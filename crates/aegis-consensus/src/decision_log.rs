// DECISION LOG
// Archive of committed decisions in sequence order.
//
// SAFETY: Appends are strictly sequential; a sequence is archived once and
// never rewritten.

use crate::types::{Decision, ProposalId};
use std::collections::{BTreeMap, HashMap};

#[derive(Debug, Default)]
pub struct DecisionLog {
    decisions: BTreeMap<u64, Decision>,
    by_proposal: HashMap<ProposalId, u64>,
    last_committed: u64,
}

impl DecisionLog {
    pub fn new() -> Self {
        Self::default()
    }

    /// Archive `decision` if it is the next sequence. Returns false for
    /// replays and out-of-order decisions.
    pub fn append(&mut self, decision: Decision) -> bool {
        if decision.sequence != self.last_committed + 1 {
            return false;
        }
        self.last_committed = decision.sequence;
        self.by_proposal
            .insert(decision.proposal.id.clone(), decision.sequence);
        self.decisions.insert(decision.sequence, decision);
        true
    }

    pub fn last_committed(&self) -> u64 {
        self.last_committed
    }

    pub fn get(&self, sequence: u64) -> Option<&Decision> {
        self.decisions.get(&sequence)
    }

    pub fn sequence_of(&self, proposal: &ProposalId) -> Option<u64> {
        self.by_proposal.get(proposal).copied()
    }

    /// Decisions in [from, to], for serving state transfer.
    pub fn range(&self, from: u64, to: u64) -> Vec<Decision> {
        if from > to {
            return Vec::new();
        }
        self.decisions
            .range(from..=to)
            .map(|(_, decision)| decision.clone())
            .collect()
    }

    pub fn len(&self) -> usize {
        self.decisions.len()
    }

    pub fn is_empty(&self) -> bool {
        self.decisions.is_empty()
    }
}

#[cfg(test)]
mod tests {
    use super::*;
    use crate::types::{Digest, Proposal};

    fn decision(sequence: u64) -> Decision {
        Decision {
            sequence,
            view: 0,
            digest: Digest([sequence as u8; 32]),
            proposal: Proposal::new("node-0".to_string(), vec![sequence as u8], 0),
            committed_at: 0,
        }
    }

    #[test]
    fn test_append_is_sequential_and_idempotent() {
        let mut log = DecisionLog::new();
        assert!(!log.append(decision(2)));
        assert!(log.append(decision(1)));
        assert!(!log.append(decision(1)));
        assert!(log.append(decision(2)));
        assert_eq!(log.last_committed(), 2);
        assert_eq!(log.len(), 2);

        let id = log.get(2).unwrap().proposal.id.clone();
        assert_eq!(log.sequence_of(&id), Some(2));
        assert_eq!(log.range(1, 5).len(), 2);
        assert!(log.range(3, 1).is_empty());
    }
}
impl ViewManager {
    pub fn new(
        node_id: NodeId,
        roster: Vec<NodeId>,
        crypto: Arc<dyn Crypto>,
        clock: Arc<dyn Clock>,
        watermark_window: u64,
    ) -> Self {
        let params = QuorumParams::for_nodes(roster.len());
        ViewManager {
            node_id,
            roster,
            params,
            crypto,
            clock,
            watermark_window,
            view: 0,
            state: ViewState::Stable(0),
            votes: BTreeMap::new(),
            latest: BTreeMap::new(),
            voted_for: 0,
            new_view_sent: 0,
            completed: 0,
        }
    }

    pub fn current_view(&self) -> u64 {
        self.view
    }

    pub fn leader(&self) -> NodeId {
        leader_for(self.view, &self.roster)
    }

    pub fn state(&self) -> ViewState {
        self.state
    }

    pub fn is_stable(&self) -> bool {
        matches!(self.state, ViewState::Stable(_))
    }

    /// Number of views installed since start.
    pub fn completed_view_changes(&self) -> u64 {
        self.completed
    }

    /// Buffered VIEW_CHANGE votes across all candidate views.
    pub fn pending_votes(&self) -> usize {
        self.votes.values().map(BTreeMap::len).sum()
    }

    /// Keep `signed` as the sender's pending vote unless it already voted
    /// for `target` or higher.
    fn record_vote(&mut self, target: u64, signed: SignedMessage) -> bool {
        let sender = signed.message.sender.clone();
        if let Some(&previous) = self.latest.get(&sender) {
            if previous >= target {
                return false;
            }
            if let Some(senders) = self.votes.get_mut(&previous) {
                senders.remove(&sender);
                if senders.is_empty() {
                    self.votes.remove(&previous);
                }
            }
        }
        self.latest.insert(sender.clone(), target);
        self.votes.entry(target).or_default().insert(sender, signed);
        true
    }

    /// The leader of the current view timed out on `sequence`.
    pub fn suspect<F>(&mut self, view: u64, sequence: u64, snapshot: F) -> Vec<Action>
    where
        F: FnOnce() -> ViewChangeVote,
    {
        if view != self.view || !self.is_stable() {
            return Vec::new();
        }
        self.state = ViewState::Suspect(view);
        warn!(
            "Suspecting leader {} of view {} (sequence {})",
            self.leader(),
            view,
            sequence
        );
        self.start_view_change(view.saturating_add(1), snapshot())
    }

    /// Proactive rotation: vote for the next view while stable.
    pub fn rotate<F>(&mut self, snapshot: F) -> Vec<Action>
    where
        F: FnOnce() -> ViewChangeVote,
    {
        let ViewState::Stable(view) = self.state else {
            return Vec::new();
        };
        info!("Proactive leader rotation away from view {}", view);
        self.start_view_change(view.saturating_add(1), snapshot())
    }

    /// No NEW_VIEW arrived for `target` in time; move on to the next candidate.
    pub fn on_view_change_timeout<F>(&mut self, target: u64, snapshot: F) -> Vec<Action>
    where
        F: FnOnce() -> ViewChangeVote,
    {
        if self.state != ViewState::ViewChanging(target) || self.view >= target {
            return Vec::new();
        }
        let next = target.saturating_add(1);
        warn!("View change to {} timed out, trying view {}", target, next);
        self.start_view_change(next, snapshot())
    }

    fn start_view_change(&mut self, target: u64, vote: ViewChangeVote) -> Vec<Action> {
        if target <= self.view {
            return Vec::new();
        }
        if let ViewState::ViewChanging(candidate) = self.state {
            if candidate >= target {
                return Vec::new();
            }
        }
        self.voted_for = self.voted_for.max(target);
        self.state = ViewState::ViewChanging(target);
        info!(
            "Voting for view {} (last committed {}, {} prepared certificates)",
            target,
            vote.last_committed,
            vote.prepared.len()
        );

        let message = ConsensusMessage::new(
            target,
            vote.last_committed,
            Digest::ZERO,
            self.node_id.clone(),
            self.clock.now_millis(),
            MessageBody::ViewChange(vote),
        );
        let signed = SignedMessage::seal(message, self.crypto.as_ref());
        self.record_vote(target, signed.clone());

        let mut actions = vec![
            Action::SuspendProcessing,
            Action::Broadcast(signed),
            Action::ArmViewChangeTimer { view: target },
        ];
        actions.extend(self.check_quorum());
        actions
    }

    /// Handle a VIEW_CHANGE vote with an already verified signature.
    pub fn on_view_change<F>(
        &mut self,
        signed: &SignedMessage,
        snapshot: F,
    ) -> Result<Vec<Action>, ViewError>
    where
        F: FnOnce() -> ViewChangeVote,
    {
        let message = &signed.message;
        let MessageBody::ViewChange(vote) = &message.body else {
            return Err(ViewError::UnexpectedMessage(message.kind()));
        };
        let target = message.view;
        if target <= self.view {
            return Ok(Vec::new());
        }
        if !vote.is_sound(
            self.crypto.as_ref(),
            &self.roster,
            self.params.quorum,
            self.watermark_window,
        ) {
            warn!(
                "Rejecting VIEW_CHANGE for {} from {}: checkpoint {} unproven or claims out of window",
                target, message.sender, vote.stable_checkpoint
            );
            return Err(ViewError::UnsoundVote {
                sender: message.sender.clone(),
            });
        }
        if !self.record_vote(target, signed.clone()) {
            return Ok(Vec::new());
        }
        debug!(
            "VIEW_CHANGE for {} from {} ({} votes)",
            target,
            message.sender,
            self.votes.get(&target).map_or(0, BTreeMap::len)
        );

        let mut actions = Vec::new();

        // f+1 nodes want a view above ours: at least one honest node timed out.
        let floor = self.view.max(self.voted_for);
        let ahead: BTreeSet<&NodeId> = self
            .votes
            .range(floor.saturating_add(1)..)
            .flat_map(|(_, senders)| senders.keys())
            .collect();
        if ahead.len() >= self.params.weak_quorum {
            let join = self
                .votes
                .range(floor.saturating_add(1)..)
                .find(|(_, senders)| !senders.is_empty())
                .map(|(view, _)| *view);
            if let Some(join) = join {
                info!("Joining view change to {} ({} nodes ahead)", join, ahead.len());
                actions.extend(self.start_view_change(join, snapshot()));
            }
        }

        actions.extend(self.check_quorum());
        Ok(actions)
    }

    /// Issue NEW_VIEW if this node leads the highest candidate view with quorum.
    fn check_quorum(&mut self) -> Vec<Action> {
        let quorum = self.params.quorum;
        let Some(target) = self
            .votes
            .range(self.view.saturating_add(1)..)
            .rev()
            .find(|(_, senders)| senders.len() >= quorum)
            .map(|(view, _)| *view)
        else {
            return Vec::new();
        };

        let leader = leader_for(target, &self.roster);
        if leader != self.node_id || self.new_view_sent >= target {
            return Vec::new();
        }

        let proof_votes: Vec<SignedMessage> = self
            .votes
            .get(&target)
            .map(|senders| senders.values().take(quorum).cloned().collect())
            .unwrap_or_default();
        let bodies: Vec<ViewChangeVote> = proof_votes
            .iter()
            .filter_map(|signed| match &signed.message.body {
                MessageBody::ViewChange(vote) => Some(vote.clone()),
                _ => None,
            })
            .collect();
        let plan = compute_reproposals(
            target,
            &leader,
            &bodies,
            self.crypto.as_ref(),
            &self.roster,
            quorum,
            self.watermark_window,
        );

        info!(
            "Issuing NEW_VIEW for view {} with {} re-proposals",
            target,
            plan.reproposals.len()
        );
        let message = ConsensusMessage::new(
            target,
            plan.next_sequence,
            Digest::ZERO,
            self.node_id.clone(),
            self.clock.now_millis(),
            MessageBody::NewView(NewViewProof {
                view_changes: proof_votes,
                reproposals: plan.reproposals.clone(),
                next_sequence: plan.next_sequence,
            }),
        );
        self.new_view_sent = target;

        let mut actions = vec![Action::Broadcast(SignedMessage::seal(
            message,
            self.crypto.as_ref(),
        ))];
        actions.extend(self.install(target, plan));
        actions
    }

    /// Verify a NEW_VIEW and install it.
    pub fn on_new_view(&mut self, signed: &SignedMessage) -> Result<Vec<Action>, ViewError> {
        let message = &signed.message;
        let MessageBody::NewView(proof) = &message.body else {
            return Err(ViewError::UnexpectedMessage(message.kind()));
        };
        let target = message.view;
        if target <= self.view {
            return Ok(Vec::new());
        }
        let expected = leader_for(target, &self.roster);
        if message.sender != expected {
            return Err(ViewError::UnauthorizedNewView {
                view: target,
                sender: message.sender.clone(),
                expected,
            });
        }

        let mut signers = BTreeSet::new();
        let mut bodies = Vec::with_capacity(proof.view_changes.len());
        for vote in &proof.view_changes {
            let MessageBody::ViewChange(body) = &vote.message.body else {
                return Err(ViewError::InvalidProof(format!(
                    "embedded {} message",
                    vote.kind().as_str()
                )));
            };
            if vote.message.view != target {
                return Err(ViewError::InvalidProof(format!(
                    "vote from {} is for view {}",
                    vote.sender(),
                    vote.message.view
                )));
            }
            if !body.is_sound(
                self.crypto.as_ref(),
                &self.roster,
                self.params.quorum,
                self.watermark_window,
            ) {
                return Err(ViewError::InvalidProof(format!(
                    "unsound vote from {}",
                    vote.sender()
                )));
            }
            if !self.roster.contains(vote.sender()) {
                return Err(ViewError::InvalidProof(format!(
                    "vote from unknown node {}",
                    vote.sender()
                )));
            }
            if !signers.insert(vote.sender().clone()) {
                return Err(ViewError::InvalidProof(format!(
                    "duplicate vote from {}",
                    vote.sender()
                )));
            }
            if !vote.verify(self.crypto.as_ref()) {
                return Err(ViewError::InvalidProof(format!(
                    "bad signature from {}",
                    vote.sender()
                )));
            }
            bodies.push(body.clone());
        }
        if signers.len() < self.params.quorum {
            return Err(ViewError::InsufficientProof {
                got: signers.len(),
                needed: self.params.quorum,
            });
        }

        let plan = compute_reproposals(
            target,
            &expected,
            &bodies,
            self.crypto.as_ref(),
            &self.roster,
            self.params.quorum,
            self.watermark_window,
        );
        if plan.reproposals != proof.reproposals || plan.next_sequence != proof.next_sequence {
            warn!("NEW_VIEW for {} from {} failed re-proposal check", target, expected);
            return Err(ViewError::ReproposalMismatch { view: target });
        }
        Ok(self.install(target, plan))
    }

    fn install(&mut self, view: u64, plan: ReproposalPlan) -> Vec<Action> {
        self.view = view;
        self.state = ViewState::Stable(view);
        self.voted_for = self.voted_for.max(view);
        self.completed += 1;
        self.votes = self.votes.split_off(&view.saturating_add(1));
        self.latest.retain(|_, target| *target > view);

        let leader = leader_for(view, &self.roster);
        info!("Installed view {} with leader {}", view, leader);
        vec![Action::InstallView(InstalledView {
            view,
            leader,
            reproposals: plan.reproposals,
            next_sequence: plan.next_sequence,
            stable_checkpoint: plan.stable_checkpoint,
            checkpoint_proof: plan.checkpoint_proof,
        })]
    }
}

**Instructions for the task:** Going through the entries above, tally each line that has the word "find". Answer with the number only.

**Result:** 2